Every day Hootsuite makes hundreds of thousands of API calls, and processes millions of events that happened in various social networks. Our microservice architecture, and a handful of asynchronous servers with efficient error handling, make this possible. Let’s take a look at how the Scala servers deal with errors.

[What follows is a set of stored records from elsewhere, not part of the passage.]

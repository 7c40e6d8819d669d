use crate::types::*;

pub const IMPOSSIBLE_VERDICT: &str = "Fabricated/Impossible";
pub const STRONG_AFFIRMATIVE: &str = "Highly Credible";
pub const QUALIFIED_AFFIRMATIVE: &str = "Partially Verified";
pub const LIKELY_FALSE: &str = "Likely False Information";

/// Score forced onto negative verdicts that came back with a high number.
pub const CONTRADICTION_SCORE: f64 = 10.0;
const CONTRADICTION_THRESHOLD: f64 = 40.0;

/// Reconcile the model verdict with the linguistic rules. The model score is
/// authoritative; rules only travel along as diagnostics.
pub fn fuse(model: &ModelVerdict, rules: &RulesResult, lane: &LaneClassification) -> FinalDecision {
    let breakdown = build_breakdown(model, rules);
    let metadata = DecisionMetadata::for_lane(lane);

    if !model.is_scientifically_possible {
        return FinalDecision {
            verdict: IMPOSSIBLE_VERDICT.to_string(),
            risk_level: RiskLevel::Critical,
            score: 0,
            reason: Some(model.assessment.clone()),
            breakdown: Some(breakdown),
            metadata: Some(metadata),
        };
    }

    let mut score = if model.credibility_score.is_finite() {
        model.credibility_score.clamp(0.0, 100.0)
    } else {
        0.0
    };
    let mut verdict = model.verdict.clone();

    if (verdict == "FALSE" || verdict == "MISLEADING") && score > CONTRADICTION_THRESHOLD {
        score = CONTRADICTION_SCORE;
    }

    let risk_level = if score >= 80.0 {
        if verdict == "TRUE" {
            verdict = STRONG_AFFIRMATIVE.to_string();
        }
        RiskLevel::Low
    } else if score >= 50.0 {
        if verdict == "TRUE" {
            verdict = QUALIFIED_AFFIRMATIVE.to_string();
        }
        RiskLevel::Medium
    } else {
        if verdict == "FALSE" {
            verdict = LIKELY_FALSE.to_string();
        }
        RiskLevel::High
    };

    FinalDecision {
        verdict,
        risk_level,
        score: score.round() as u8,
        reason: Some(model.assessment.clone()),
        breakdown: Some(breakdown),
        metadata: Some(metadata),
    }
}

fn build_breakdown(model: &ModelVerdict, rules: &RulesResult) -> Breakdown {
    let (status, similarity) = match model.origin {
        VerdictOrigin::Model => ("completed", Some(model.credibility_score / 100.0)),
        VerdictOrigin::Fallback => ("unavailable", None),
    };

    Breakdown {
        ai_analysis: ModelAnalysis {
            status: status.to_string(),
            similarity,
            reason: model.assessment.clone(),
        },
        language_analysis: LanguageAnalysis {
            score: rules.score,
            issues: rules.reasons.clone(),
            weights: rules.breakdown.clone(),
        },
    }
}

impl DecisionMetadata {
    pub fn for_lane(lane: &LaneClassification) -> Self {
        Self {
            lane: lane.lane,
            category: lane.category.clone(),
            sources_found: None,
            processing_time: String::new(),
        }
    }
}
use std::sync::Arc;
use std::time::{Duration, Instant};
use tracing::{error, info};

use crate::aggregator::EvidenceAggregator;
use crate::arbiter::{ModelArbiter, OllamaBackend};
use crate::cache::EvidenceCache;
use crate::config::VerifierConfig;
use crate::error::VerifyError;
use crate::input::ClaimInput;
use crate::lanes::{LaneClassifier, LaneRules};
use crate::providers::{BingNewsProvider, EvidenceProvider, GoogleNewsProvider, NewsApiProvider};
use crate::scoring::{fuse, score_text};
use crate::types::*;

pub const KNOWN_FALSE_VERDICT: &str = "Known False Information";

/// The verification pipeline: lane routing, then rules, evidence, model and fusion.
pub struct Verifier {
    rules: LaneRules,
    aggregator: EvidenceAggregator,
    arbiter: ModelArbiter,
}

impl Verifier {
    pub fn new(rules: LaneRules, aggregator: EvidenceAggregator, arbiter: ModelArbiter) -> Self {
        Self {
            rules,
            aggregator,
            arbiter,
        }
    }

    pub fn from_config(config: &VerifierConfig) -> Self {
        let providers: Vec<Arc<dyn EvidenceProvider>> = vec![
            Arc::new(GoogleNewsProvider::new(config.provider_timeout)),
            Arc::new(NewsApiProvider::new(config.newsapi_key.clone(), config.provider_timeout)),
            Arc::new(BingNewsProvider::new(config.bing_news_key.clone(), config.provider_timeout)),
        ];
        let cache = Arc::new(EvidenceCache::new(config.evidence_ttl));
        let aggregator =
            EvidenceAggregator::new(providers, cache).with_provider_timeout(config.provider_timeout);
        let arbiter = ModelArbiter::new(Arc::new(OllamaBackend::from_config(config)))
            .with_timeout(config.model_timeout);

        Self::new(LaneRules::builtin(), aggregator, arbiter)
    }

    pub fn aggregator(&self) -> &EvidenceAggregator {
        &self.aggregator
    }

    /// Verify raw claim text.
    ///
    /// Short input is rejected before anything runs. Fast lanes answer from the
    /// classification alone. The full path runs on its own task so that a
    /// panic anywhere inside it surfaces as [`VerifyError::Internal`].
    pub async fn verify(self: &Arc<Self>, content: &str) -> Result<FinalDecision, VerifyError> {
        let started = Instant::now();
        let claim = ClaimInput::parse(content)?;

        let preview: String = claim.as_str().chars().take(40).collect();
        info!("Processing: {:?}", preview);

        let lane = LaneClassifier::new(&self.rules).classify(claim.as_str());
        info!("Lane: {} ({})", lane.lane, lane.category);

        if lane.lane.is_fast() {
            return Ok(fast_lane_decision(&lane, started.elapsed()));
        }

        let verifier = Arc::clone(self);
        tokio::spawn(async move { verifier.run_full_path(claim, lane, started).await })
            .await
            .map_err(|e| {
                error!("Pipeline error: {}", e);
                VerifyError::Internal
            })
    }

    async fn run_full_path(
        &self,
        claim: ClaimInput,
        lane: LaneClassification,
        started: Instant,
    ) -> FinalDecision {
        let rules = score_text(claim.as_str());
        let evidence = self.aggregator.aggregate(claim.as_str()).await;
        let verdict = self.arbiter.compare(claim.as_str(), &evidence).await;

        let mut decision = fuse(&verdict, &rules, &lane);
        if let Some(metadata) = decision.metadata.as_mut() {
            metadata.sources_found = Some(evidence.len() as u32);
            metadata.processing_time = format_elapsed(started.elapsed());
        }

        info!(
            "Decision: {} ({:?}, score {})",
            decision.verdict, decision.risk_level, decision.score
        );
        decision
    }
}

fn fast_lane_decision(lane: &LaneClassification, elapsed: Duration) -> FinalDecision {
    let mut metadata = DecisionMetadata::for_lane(lane);
    metadata.processing_time = format_elapsed(elapsed);

    FinalDecision {
        verdict: KNOWN_FALSE_VERDICT.to_string(),
        risk_level: RiskLevel::High,
        score: 0,
        reason: None,
        breakdown: None,
        metadata: Some(metadata),
    }
}

fn format_elapsed(elapsed: Duration) -> String {
    format!("{}ms", elapsed.as_millis())
}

Different types of error handling in Scala

First, let’s see what kinds of error handling mechanisms exist in Scala

Exceptions

Unlike Java, all exceptions in Scala are unchecked. We need to write a partial function in order to catch one explicitly. It is important to make sure that we are catching what we want to catch. For example, use scala.util.control.NonFatal to catch the normal errors only.

// Example codetry {
dbQuery()
} catch {
case NonFatal(e) => handleErrors(e)
}

If we replace NonFatal(e) with _, the block will catch every single exception including JVM errors such as java.lang.OutOfMemoryError.

Options

Programming in Java often produces abuse of null to represent an absent optional value and it led to many nasty NullPointerExceptions. Scala offers a container type named Option to get rid of the usage of null. An Option[T] instance may or may not contain an instance of T. If an Option[T] object contains a present value of T, then it is a Some[T] instance. If it contains an absent value of T, then it is the None object.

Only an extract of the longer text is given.